[Dataset entries]

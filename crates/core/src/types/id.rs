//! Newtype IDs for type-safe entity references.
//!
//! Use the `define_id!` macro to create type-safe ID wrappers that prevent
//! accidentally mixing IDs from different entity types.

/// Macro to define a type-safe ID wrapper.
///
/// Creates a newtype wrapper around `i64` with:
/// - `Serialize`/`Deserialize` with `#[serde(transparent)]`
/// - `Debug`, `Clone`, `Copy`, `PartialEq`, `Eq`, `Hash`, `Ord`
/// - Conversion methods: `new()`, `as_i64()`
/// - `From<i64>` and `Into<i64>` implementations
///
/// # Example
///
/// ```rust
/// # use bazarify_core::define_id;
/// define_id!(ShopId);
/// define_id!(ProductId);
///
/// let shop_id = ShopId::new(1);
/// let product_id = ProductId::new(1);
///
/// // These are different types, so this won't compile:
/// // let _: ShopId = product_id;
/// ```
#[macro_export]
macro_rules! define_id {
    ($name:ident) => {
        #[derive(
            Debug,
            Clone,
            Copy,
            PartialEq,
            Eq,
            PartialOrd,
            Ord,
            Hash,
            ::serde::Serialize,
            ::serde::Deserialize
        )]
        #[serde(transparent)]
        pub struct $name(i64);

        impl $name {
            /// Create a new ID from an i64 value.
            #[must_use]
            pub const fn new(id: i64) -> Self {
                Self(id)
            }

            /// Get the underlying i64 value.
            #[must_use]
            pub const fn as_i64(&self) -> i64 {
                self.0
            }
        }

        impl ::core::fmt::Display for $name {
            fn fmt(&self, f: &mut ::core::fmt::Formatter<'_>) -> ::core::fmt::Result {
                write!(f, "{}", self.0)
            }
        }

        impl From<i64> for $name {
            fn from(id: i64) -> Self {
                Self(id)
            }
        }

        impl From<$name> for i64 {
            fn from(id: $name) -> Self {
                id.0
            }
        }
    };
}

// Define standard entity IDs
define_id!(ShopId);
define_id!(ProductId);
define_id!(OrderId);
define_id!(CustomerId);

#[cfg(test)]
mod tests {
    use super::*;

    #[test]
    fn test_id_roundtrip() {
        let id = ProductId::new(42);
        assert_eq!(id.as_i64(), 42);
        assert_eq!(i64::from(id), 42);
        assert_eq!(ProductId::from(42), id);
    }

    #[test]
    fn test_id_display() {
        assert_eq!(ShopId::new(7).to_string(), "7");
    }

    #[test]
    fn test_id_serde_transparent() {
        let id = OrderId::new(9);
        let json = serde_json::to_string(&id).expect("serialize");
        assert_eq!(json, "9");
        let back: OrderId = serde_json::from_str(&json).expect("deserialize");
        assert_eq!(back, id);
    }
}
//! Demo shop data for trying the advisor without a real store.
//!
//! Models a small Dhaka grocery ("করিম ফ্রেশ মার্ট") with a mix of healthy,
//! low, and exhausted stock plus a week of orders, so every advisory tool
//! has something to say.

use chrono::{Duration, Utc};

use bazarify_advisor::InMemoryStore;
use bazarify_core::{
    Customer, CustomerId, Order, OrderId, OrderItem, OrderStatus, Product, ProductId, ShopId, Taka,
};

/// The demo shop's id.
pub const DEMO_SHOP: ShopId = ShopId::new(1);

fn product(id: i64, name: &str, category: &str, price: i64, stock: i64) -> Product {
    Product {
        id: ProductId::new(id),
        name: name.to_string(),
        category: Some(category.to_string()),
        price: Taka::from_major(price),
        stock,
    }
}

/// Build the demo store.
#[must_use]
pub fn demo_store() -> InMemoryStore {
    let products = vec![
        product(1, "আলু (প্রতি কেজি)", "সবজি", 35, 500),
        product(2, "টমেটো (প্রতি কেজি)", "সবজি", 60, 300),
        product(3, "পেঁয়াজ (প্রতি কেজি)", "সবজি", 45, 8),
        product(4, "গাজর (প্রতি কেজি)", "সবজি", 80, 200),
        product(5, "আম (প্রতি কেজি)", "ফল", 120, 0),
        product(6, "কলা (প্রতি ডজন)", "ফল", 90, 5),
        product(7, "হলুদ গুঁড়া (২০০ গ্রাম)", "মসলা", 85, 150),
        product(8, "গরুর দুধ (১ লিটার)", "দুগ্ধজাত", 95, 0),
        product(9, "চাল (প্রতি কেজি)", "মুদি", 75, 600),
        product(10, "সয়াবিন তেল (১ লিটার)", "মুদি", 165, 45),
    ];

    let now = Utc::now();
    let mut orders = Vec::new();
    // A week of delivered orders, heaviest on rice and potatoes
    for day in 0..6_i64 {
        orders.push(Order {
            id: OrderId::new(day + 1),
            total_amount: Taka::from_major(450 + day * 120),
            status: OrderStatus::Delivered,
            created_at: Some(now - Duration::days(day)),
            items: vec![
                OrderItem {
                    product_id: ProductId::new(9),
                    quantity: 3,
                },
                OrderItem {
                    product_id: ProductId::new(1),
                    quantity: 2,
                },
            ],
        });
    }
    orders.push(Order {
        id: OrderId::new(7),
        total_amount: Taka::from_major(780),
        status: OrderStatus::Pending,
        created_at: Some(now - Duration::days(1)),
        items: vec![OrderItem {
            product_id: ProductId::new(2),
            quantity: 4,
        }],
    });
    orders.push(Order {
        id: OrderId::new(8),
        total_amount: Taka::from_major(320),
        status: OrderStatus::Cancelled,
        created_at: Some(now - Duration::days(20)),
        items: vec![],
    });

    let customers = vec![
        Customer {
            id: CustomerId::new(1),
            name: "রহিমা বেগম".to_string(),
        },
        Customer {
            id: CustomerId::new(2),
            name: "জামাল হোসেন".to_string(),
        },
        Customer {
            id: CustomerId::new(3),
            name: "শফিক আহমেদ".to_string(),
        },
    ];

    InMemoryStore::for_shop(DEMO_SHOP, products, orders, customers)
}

*Problem to solve*
Every line that contains the string "ProductId" should be copied from the entries.

*Task output*
/// define_id!(ProductId);
/// let product_id = ProductId::new(1);
define_id!(ProductId);
        let id = ProductId::new(42);
        assert_eq!(ProductId::from(42), id);
    Customer, CustomerId, Order, OrderId, OrderItem, OrderStatus, Product, ProductId, ShopId, Taka,
        id: ProductId::new(id),
                    product_id: ProductId::new(9),
                    product_id: ProductId::new(1),
            product_id: ProductId::new(2),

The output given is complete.